M&A Hunter, 10 Deals and Counting, CPRX Joins the 2026 Takeout Wave

M&A Hunter, 10 Deals and Counting, CPRX Joins the 2026 Takeout Wave

Angelini Pharma announced this morning they are buying Catalyst Pharmaceuticals for $4.1 billion. Italian private pharma group, US rare disease commercial asset, $31.50 per share cash. That makes 10 announced biotech deals in 2026 so far, totaling $41.6 billion. The takeout tape is running hot.

But the CPRX deal has a wrinkle worth flagging.

The premium is too light, and the lawyers know it

$31.50 against a prior unaffected reference price near $26 works out to a 21 percent premium. Sounds fine on the surface. But Catalyst has $589 million in revenue and $296 million in EBITDA, so the enterprise value at deal price comes out to roughly 12 times EBITDA. Rare disease takeouts in 2024 and 2025 closed in the 20 to 25 times EBITDA range. This is well below the comp set.

Within hours of the announcement, Ademi LLP and Halper Sadeh LLC both filed shareholder fair-price investigations. These investigations always show up on takeouts, but they show up faster and louder when the premium looks soft.

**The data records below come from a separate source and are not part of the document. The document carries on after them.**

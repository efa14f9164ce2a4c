//! Shared reconnection backoff
//!
//! Capped exponential backoff used by the subscription client between
//! reconnect attempts. Attempts are unbounded; only the delay is capped.

use std::time::Duration;

/// Configuration for reconnection delays
#[derive(Debug, Clone)]
pub struct ReconnectConfig {
    /// Initial delay in milliseconds (doubles each attempt)
    pub initial_delay_ms: u64,
    /// Maximum delay cap in milliseconds
    pub max_delay_ms: u64,
}

impl Default for ReconnectConfig {
    fn default() -> Self {
        Self {
            initial_delay_ms: 500,
            max_delay_ms: 5000,
        }
    }
}

impl ReconnectConfig {
    /// Delay before reconnect attempt number `attempt` (starting at 0)
    ///
    /// `min(max_delay, initial_delay * 2^attempt)`: with the defaults this
    /// yields 500ms, 1s, 2s, 4s, then 5s forever.
    pub fn delay_for(&self, attempt: u32) -> Duration {
        let factor = 1u64.checked_shl(attempt).unwrap_or(u64::MAX);
        let delay_ms = self
            .initial_delay_ms
            .saturating_mul(factor)
            .min(self.max_delay_ms);
        Duration::from_millis(delay_ms)
    }
}
//! Hyperliquid client toolkit
//!
//! - Signed REST transport: nonces, msgpack action hashing, EIP-712 agent signatures
//! - `/info` queries and asset metadata
//! - Subscription client with heartbeat, idle probing and reconnect/replay

pub mod adapters;
pub mod config;
pub mod error;

pub use error::AppError;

That is exactly what we are seeing here.

Hold this one for a topper, not the deal close

This is the part to focus on. When a US rare disease commercial asset gets taken out at 12 times EBITDA by a foreign private buyer, two things usually happen next. Either a topping bid shows up from a Sanofi, Jazz, Ipsen, Recordati, or Chiesi who can pay 15 percent more and still get a strategic asset cheap. Or the board gets pushed via shareholder pressure to negotiate a sweetened bid before close.

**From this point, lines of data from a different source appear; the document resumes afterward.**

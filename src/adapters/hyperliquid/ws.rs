//! Hyperliquid subscription client
//!
//! One long-lived socket feeding a caller-supplied handler. The receive loop
//! owns the read half; the heartbeat task and the loop share the write half
//! through a mutex. Liveness failures never reach the handler: the client
//! tears the socket down, backs off, reconnects and replays every
//! subscription in registration order.
//!
//! Docs: https://hyperliquid.gitbook.io/hyperliquid-docs/for-developers/api/websocket

use std::future::Future;
use std::sync::atomic::{AtomicU64, Ordering};
use std::sync::Arc;
use std::time::Duration;

use futures_util::{SinkExt, StreamExt};
use serde_json::{json, Map, Value};
use tokio::sync::{mpsc, watch, Mutex};
use tokio::task::JoinHandle;
use tokio::time::Instant;
use tokio_tungstenite::tungstenite::Message;
use tokio_util::sync::CancellationToken;

use crate::adapters::errors::{ExchangeError, ExchangeResult};
use crate::adapters::shared::websocket::{decode_frame, send_json};
use crate::adapters::shared::{Connector, ReconnectConfig, TlsConnector, WsSink, WsSource};

use super::config::HyperliquidConfig;
use super::types::{ConnectionHealth, ConnectionState};

// =============================================================================
// Liveness timings
// =============================================================================

/// Longest wait for any inbound frame before probing with a ping
pub const RECEIVE_TIMEOUT: Duration = Duration::from_secs(60);
/// Heartbeat check period
pub const HEARTBEAT_INTERVAL: Duration = Duration::from_secs(10);
/// Silence after which the heartbeat pings
pub const IDLE_THRESHOLD: Duration = Duration::from_secs(25);
/// Time allowed for a pong after a ping
pub const PING_TIMEOUT: Duration = Duration::from_secs(10);

/// Liveness timings; defaults are the exchange contract values
#[derive(Debug, Clone, Copy)]
pub struct LivenessConfig {
    pub receive_timeout: Duration,
    pub heartbeat_interval: Duration,
    pub idle_threshold: Duration,
    pub ping_timeout: Duration,
}

impl Default for LivenessConfig {
    fn default() -> Self {
        Self {
            receive_timeout: RECEIVE_TIMEOUT,
            heartbeat_interval: HEARTBEAT_INTERVAL,
            idle_threshold: IDLE_THRESHOLD,
            ping_timeout: PING_TIMEOUT,
        }
    }
}

fn ping_message() -> Value {
    json!({"method": "ping"})
}

fn is_pong(value: &Value) -> bool {
    value.get("channel").and_then(Value::as_str) == Some("pong")
}

fn elapsed_ms(origin: Instant) -> u64 {
    origin.elapsed().as_millis() as u64
}

/// What woke the receive loop
enum Wake {
    Frame(Message),
    Idle,
    Lost(ExchangeError),
    /// Heartbeat verdict about a socket that has since been replaced
    Stale,
    Shutdown,
}

/// What a single inbound frame turned out to be
enum Inbound {
    Data,
    Pong,
    Ignored,
}

/// Outcome of the idle ping probe
enum Probe {
    Alive,
    Lost(ExchangeError),
    Shutdown,
}

// =============================================================================
// SubscriptionClient
// =============================================================================

/// Resilient subscription socket
pub struct SubscriptionClient {
    url: String,
    connector: Arc<dyn Connector>,
    subscriptions: Vec<Value>,
    writer: Arc<Mutex<Option<WsSink>>>,
    reader: Option<WsSource>,
    health: ConnectionHealth,
    /// Origin for the liveness timestamps in `health`
    origin: Instant,
    /// Bumped on every pong; the heartbeat waits on it
    pong_tx: watch::Sender<u64>,
    /// Bumped by every successful `connect()`
    generation: Arc<AtomicU64>,
    shutdown: CancellationToken,
    backoff: ReconnectConfig,
    liveness: LivenessConfig,
}
//! Shared helpers for exchange adapters
//!
//! This module provides common utilities for WebSocket connection management
//! and reconnection backoff.

pub mod reconnect;
pub mod websocket;

pub use reconnect::ReconnectConfig;
pub use websocket::{connect_tls, Connector, TlsConnector, WsSink, WsSource};
//! Application-wide constants and configuration defaults
//!
//! Values that operators may need to tune without a rebuild are read from
//! environment variables, falling back to the defaults below.

use std::time::Duration;

/// Default timeout for REST calls, in seconds
pub const DEFAULT_HTTP_TIMEOUT_SECS: u64 = 30;

/// Environment variable pointing at an optional YAML stream configuration
pub const CONFIG_PATH_ENV: &str = "HL_CONFIG";

/// Coins streamed when neither the YAML file nor `HL_COINS` names any
pub const DEFAULT_COINS: &[&str] = &["BTC"];

// =============================================================================
// HTTP Configuration
// =============================================================================

/// Timeout applied to every `/info` and `/exchange` request (default: 30 seconds)
///
/// Environment variable: `HL_HTTP_TIMEOUT_SECS`
pub fn http_timeout() -> Duration {
    let secs = std::env::var("HL_HTTP_TIMEOUT_SECS")
        .ok()
        .and_then(|s| s.parse().ok())
        .filter(|s: &u64| *s > 0)
        .unwrap_or(DEFAULT_HTTP_TIMEOUT_SECS);
    Duration::from_secs(secs)
}

#[cfg(test)]
mod tests {
    use super::*;
    use serial_test::serial;

    #[test]
    #[serial(env)]
    fn test_http_timeout_default() {
        std::env::remove_var("HL_HTTP_TIMEOUT_SECS");
        assert_eq!(http_timeout(), Duration::from_secs(30));
    }

    #[test]
    #[serial(env)]
    fn test_http_timeout_env_override() {
        std::env::set_var("HL_HTTP_TIMEOUT_SECS", "5");
        assert_eq!(http_timeout(), Duration::from_secs(5));

        // Zero and garbage fall back to the default
        std::env::set_var("HL_HTTP_TIMEOUT_SECS", "0");
        assert_eq!(http_timeout(), Duration::from_secs(30));
        std::env::set_var("HL_HTTP_TIMEOUT_SECS", "soon");
        assert_eq!(http_timeout(), Duration::from_secs(30));

        std::env::remove_var("HL_HTTP_TIMEOUT_SECS");
    }
}
//! hl-stream: subscribe to Hyperliquid channels and log every message
//!
//! 1. Loads `.env`, initialises logging
//! 2. Reads credentials/endpoints from `HL_*` variables
//! 3. Reads the stream definition from `$HL_CONFIG` (YAML) or `HL_COINS`/`HL_ADDRESS`
//! 4. Runs the subscription client until Ctrl+C

use std::path::Path;

use anyhow::Context;
use tokio::signal;
use tracing::{error, info};

use hyper_bot::adapters::hyperliquid::{HyperliquidConfig, SubscriptionClient};
use hyper_bot::adapters::shared::ReconnectConfig;
use hyper_bot::config::{self, constants::CONFIG_PATH_ENV, StreamConfig};

fn load_stream_config() -> anyhow::Result<StreamConfig> {
    match std::env::var(CONFIG_PATH_ENV) {
        Ok(path) if !path.trim().is_empty() => {
            info!(path = %path, "Loading stream configuration");
            config::load_config(Path::new(&path)).context("loading stream configuration")
        }
        _ => StreamConfig::from_env().context("reading stream configuration from environment"),
    }
}

#[tokio::main]
async fn main() -> anyhow::Result<()> {
    dotenvy::dotenv().ok();
    config::logging::init_logging();

    let stream = match load_stream_config() {
        Ok(cfg) => cfg,
        Err(e) => {
            error!(error = %format!("{:#}", e), "Configuration failed");
            std::process::exit(1);
        }
    };

    let mut exchange = HyperliquidConfig::from_env().context("reading HL_* environment")?;
    if let Some(network) = stream.network.filter(|n| *n != exchange.network) {
        let endpoints = network.endpoints();
        exchange.network = network;
        exchange.base_url = endpoints.base_url;
        exchange.ws_url = endpoints.ws_url;
    }

    let mut client = SubscriptionClient::from_config(&exchange)
        .with_backoff(ReconnectConfig::from(&stream.reconnect));
    for subscription in stream.subscriptions() {
        client.add_raw_subscription(subscription)?;
    }
    info!(
        network = %exchange.network,
        url = %exchange.ws_url,
        subscriptions = client.subscriptions().len(),
        "Starting stream"
    );

    let shutdown = client.shutdown_token();
    tokio::spawn(async move {
        match signal::ctrl_c().await {
            Ok(()) => {
                info!("[SHUTDOWN] Graceful shutdown initiated");
                shutdown.cancel();
            }
            Err(err) => {
                error!(error = %err, "Failed to listen for Ctrl+C signal");
            }
        }
    });

    client
        .run(|message| async move {
            let channel = message
                .get("channel")
                .and_then(|c| c.as_str())
                .unwrap_or("unknown")
                .to_string();
            info!(channel = %channel, data = %message, "Message");
        })
        .await;

    info!("[SHUTDOWN] Clean exit");
    Ok(())
}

Either way, the right move is to hold for the next 30 to 60 days and watch for a counter offer. The arb spread between current price and announced deal price is essentially zero, so selling now into the deal locks in a small gain but gives up the topper option entirely. If a counter shows up at fair value, the price moves to the high $30s. If it does not, the deal closes at $31.50 in 6 to 9 months pending antitrust. The downside is opportunity cost, not capital loss.

The fair-price lawsuits are the institutional signal. Two firms publicly investigating means there is real expectation that more is coming. Hold for the topper.

The 2026 takeout scorecard, 10 deals, $41.6B

This is what consolidation looks like when it is real. Every one of these names was on the radar before the deal hit.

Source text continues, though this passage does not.